Until you understand that -- and sometimes you only really come to understand it through writing it -- you aren't going to know what the "character arc" is - because that arc is going to define the theme of your movie.
It's sort of like an equation. Person X with Need Y must make certain choices and take certain actions to satisfy that need. Those choices may involve changing his nature and achieving his goal -- and that may be a happy ending or an unhappy ending, depending on what he's after. Or he may he may be given the chance to change and not change and get what he's after or not. Or he may be given the chance to change -- and he may stay the course -- and maybe that's the right thing to do (many movies with heroes that represent the forces of society or justice don't change over the course of the movie).
Ultimately, the external story is ostensibly about the achieving of the external objective -- but each plot turn in the quest for the external objective has its equivalent turning in the sub-textual, the internal struggle -- what does the character need as a human being.
Sometimes you may need food to survive -- and that's the external struggle -- but what you really need is to make the decision to let someone else have the food -- your kids or your family or whatever -- because what you *really need* -- is to not to live, but to do the right thing -- and that was what the struggle was about all along -- not the struggle to survive, but the struggle to be *human* which brings the character to that final moment and that final decision.

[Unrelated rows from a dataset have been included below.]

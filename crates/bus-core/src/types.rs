use serde::{Deserialize, Serialize};
use std::fmt;

/// A conversational stream tag — `"chat:<room>"`, `"terminal:<id>"`,
/// `"reflection"`, etc. Not a network channel; see the glossary.
#[derive(Debug, Clone, PartialEq, Eq, Hash, Serialize, Deserialize)]
pub struct ChannelId(pub String);

impl ChannelId {
    pub fn new(s: impl Into<String>) -> Self {
        Self(s.into())
    }

    pub fn as_str(&self) -> &str {
        &self.0
    }

    /// True for channels that behave like a DM: every inbound message is
    /// implicitly a mention (§4.7).
    pub fn is_dm_like(&self) -> bool {
        self.0.starts_with("dm:")
    }
}

impl fmt::Display for ChannelId {
    fn fmt(&self, f: &mut fmt::Formatter<'_>) -> fmt::Result {
        write!(f, "{}", self.0)
    }
}

impl From<&str> for ChannelId {
    fn from(s: &str) -> Self {
        Self(s.to_string())
    }
}

impl From<String> for ChannelId {
    fn from(s: String) -> Self {
        Self(s)
    }
}

/// Identifies a daemon instance competing for claims on peer channels.
#[derive(Debug, Clone, PartialEq, Eq, Hash, Serialize, Deserialize)]
pub struct InstanceId(pub String);

impl InstanceId {
    /// A fresh instance id, e.g. `bus-3f21a9c4`. Stable for the lifetime
    /// of the process.
    pub fn generate() -> Self {
        Self(format!("bus-{}", uuid::Uuid::new_v4().simple()))
    }

    pub fn as_str(&self) -> &str {
        &self.0
    }
}

impl fmt::Display for InstanceId {
    fn fmt(&self, f: &mut fmt::Formatter<'_>) -> fmt::Result {
        write!(f, "{}", self.0)
    }
}

impl From<&str> for InstanceId {
    fn from(s: &str) -> Self {
        Self(s.to_string())
    }
}

/// Current UTC instant as an RFC3339 string — the on-disk timestamp format
/// used by every table in this workspace.
pub fn now_rfc3339() -> String {
    chrono::Utc::now().to_rfc3339()
}
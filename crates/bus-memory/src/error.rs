use thiserror::Error;

#[derive(Debug, Error)]
pub enum MemoryError {
    #[error("ledger error: {0}")]
    Ledger(#[from] bus_ledger::LedgerError),
    #[error("io error: {0}")]
    Io(#[from] std::io::Error),
    #[error("backend request failed: {0}")]
    Backend(#[from] reqwest::Error),
    #[error("backend unavailable: {0}")]
    BackendUnavailable(String),
    #[error("not found: {0}")]
    NotFound(String),
    #[error("serialization error: {0}")]
    Serde(#[from] serde_json::Error),
}

impl MemoryError {
    pub fn code(&self) -> &'static str {
        match self {
            MemoryError::Ledger(_) => "ledger_error",
            MemoryError::Io(_) => "io_error",
            MemoryError::Backend(_) => "backend_error",
            MemoryError::BackendUnavailable(_) => "backend_unavailable",
            MemoryError::NotFound(_) => "not_found",
            MemoryError::Serde(_) => "serde_error",
        }
    }
}

pub type Result<T> = std::result::Result<T, MemoryError>;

And that's what you have to think about -- external objective -- internal objective. How does one reflect the other, how does one conflict with the other -- and how do they both unfold over the course of the story.
As far as structure is concerned -- just think in these rough terms.
First act sets up the struggle. Second Act develops it. At the end of the Second Act, your protagonist should be presented with what seems to be an insoluble problem -- and the Third Act solves that problem (or fails to, if that's how the story is going to go -- but if that's the case, he should at least have had the ability to solve the problem. The failure should result from his having made a wrong choice).